A new study of online access to state government information finds that Maine does a relatively poor job of making public information easily available through the Internet.
The study, based on a national survey conducted by newspaper and broadcast journalists, state press associations and other journalism groups, ranked Maine 39th among the 50 states in providing access to 20 kinds of public records.
The survey was released in connection with Sunshine Week, an annual nationwide effort by journalism groups to draw attention to the public's right to know.
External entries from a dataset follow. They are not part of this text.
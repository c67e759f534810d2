//! Job DTOs for the operator surface

use serde::{Deserialize, Serialize};
use uuid::Uuid;

use crate::domain::job::{Job, JobStatus};

/// Compact job listing entry
#[derive(Debug, Clone, Serialize, Deserialize)]
pub struct JobSummary {
    pub id: Uuid,
    pub queue: String,
    pub seq: i64,
    pub status: JobStatus,
    pub progress: u8,
    pub attempts_made: u32,
    pub enqueued_at: chrono::DateTime<chrono::Utc>,
    pub finished_at: Option<chrono::DateTime<chrono::Utc>>,
}

impl From<&Job> for JobSummary {
    fn from(job: &Job) -> Self {
        Self {
            id: job.id,
            queue: job.queue.clone(),
            seq: job.seq,
            status: job.status,
            progress: job.progress,
            attempts_made: job.attempts_made,
            enqueued_at: job.enqueued_at,
            finished_at: job.finished_at,
        }
    }
}

/// Query filter for job listings
#[derive(Debug, Clone, Default, Serialize, Deserialize)]
pub struct JobListQuery {
    pub status: Option<JobStatus>,
}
Included in the survey were categories that serve the public good, such as death certificates; financial disclosures; audit reports; project expenditures; transportation projects; and inspections and disciplinary actions against attorneys, physicians or other professionals.
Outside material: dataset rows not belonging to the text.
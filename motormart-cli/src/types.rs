//! Common types used across CLI modules

use uuid::Uuid;

/// A full job ID or a short prefix of one
#[derive(Debug, Clone, PartialEq, Eq)]
pub enum IdOrPrefix {
    Full(Uuid),
    Prefix(String),
}

impl IdOrPrefix {
    /// Parse user input, trying a full UUID first
    pub fn parse(input: &str) -> Self {
        let input = input.trim();
        match Uuid::parse_str(input) {
            Ok(uuid) => IdOrPrefix::Full(uuid),
            Err(_) => IdOrPrefix::Prefix(input.to_lowercase()),
        }
    }

    pub fn as_uuid(&self) -> Option<Uuid> {
        match self {
            IdOrPrefix::Full(uuid) => Some(*uuid),
            IdOrPrefix::Prefix(_) => None,
        }
    }

    /// Whether `id` is this ID or starts with this prefix
    pub fn matches(&self, id: Uuid) -> bool {
        match self {
            IdOrPrefix::Full(uuid) => *uuid == id,
            IdOrPrefix::Prefix(prefix) => id.to_string().starts_with(prefix.as_str()),
        }
    }
}

impl std::fmt::Display for IdOrPrefix {
    fn fmt(&self, f: &mut std::fmt::Formatter<'_>) -> std::fmt::Result {
        match self {
            IdOrPrefix::Full(uuid) => write!(f, "{}", uuid),
            IdOrPrefix::Prefix(prefix) => write!(f, "{}", prefix),
        }
    }
}

#[cfg(test)]
mod tests {
    use super::*;

    #[test]
    fn test_parse_full_and_prefix() {
        let id = Uuid::new_v4();
        assert_eq!(IdOrPrefix::parse(&id.to_string()), IdOrPrefix::Full(id));
        assert_eq!(
            IdOrPrefix::parse(" 3F1C "),
            IdOrPrefix::Prefix("3f1c".to_string())
        );
    }

    #[test]
    fn test_prefix_matching_is_case_insensitive() {
        let id = Uuid::parse_str("3f1c2b9e-1111-4000-8000-000000000000").unwrap();
        assert!(IdOrPrefix::parse("3F1C2").matches(id));
        assert!(!IdOrPrefix::parse("3f1d").matches(id));
        assert!(IdOrPrefix::Full(id).matches(id));
    }
}
//! Core domain types
//!
//! This module contains the core domain structures used across Motormart services.
//! These types are shared between the API (which creates orders and enqueues jobs)
//! and the worker (which claims jobs and confirms orders).

pub mod cart;
pub mod job;
pub mod log;
pub mod order;
pub mod product;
Maine did not provide free online access in nine of the 20 information categories. Not available, for example, were inspection reports on nursing homes, hospitals, school buses and child care centers; fictitious business name registrations; death certificates; and personal financial disclosure reports by key public officials.
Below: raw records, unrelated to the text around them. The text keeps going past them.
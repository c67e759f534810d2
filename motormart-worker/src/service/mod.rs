//! Service layer
//!
//! Job handlers contain the business logic the worker runs for each queue.
//! Handlers are trait-based so the poller can be exercised with stubs.

mod confirmation;

use std::sync::Arc;

use async_trait::async_trait;
use motormart_core::outcome::Reply;

use crate::context::JobContext;

pub use confirmation::OrderConfirmation;

/// Processes one delivery of a job
///
/// Deliveries are at-least-once, so a handler must be safe to re-run on a
/// job it already processed.
#[async_trait]
pub trait JobHandler: Send + Sync {
    /// Returns the reply recorded as the job result
    ///
    /// 2xx and 4xx replies complete the job; 5xx replies and errors fail it.
    async fn handle(&self, ctx: Arc<JobContext>) -> anyhow::Result<Reply>;
}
Charles N. Davis, executive director of the National Freedom of Information Coalition, said the national findings show that access to public information is uneven, even as digital technology offers citizens new ways to participate in democracy.
"The future of Freedom of Information is online access," and states have a long way to go to fulfill the promise of electronic self-governance, he said.
In Maine, the survey found that access will improve soon in at least one area. State law requires members of the governor's Cabinet and other top executive branch officials to file personal financial disclosure forms, but they have been available on paper only through the Secretary of State's Office.
A new law shifts the responsibility for collecting those reports to the Commission on Governmental Ethics and Election Practices.
The commission's executive director, Jonathan Wayne, said the office hopes to get the reports online in 2010.
"I think it would be valuable" to move the reports online, Wayne said. "If the forms are merely within a folder in the commission office, they are less accessible to the public."
Ditre, at the health care advocacy group, said the state is also moving toward greater accessibility for records held by the Bureau of Insurance.
Insurance Superintendent Mila Kofman is supporting a bill that would require insurance companies to post their certificates of coverage online for major kinds of policies.
However, Ditre said more needs to be done to make public records accessible and useful. He said media outlets and public interest groups must advocate for transparency and openness.
"Right now, there's not enough people clamoring for this stuff," he said.
The Sunshine Week survey was developed by the American Society of Newspaper Editors' Freedom of Information Committee, the National Freedom of Information Coalition and the Society of Professional Journalists' FOI Committee.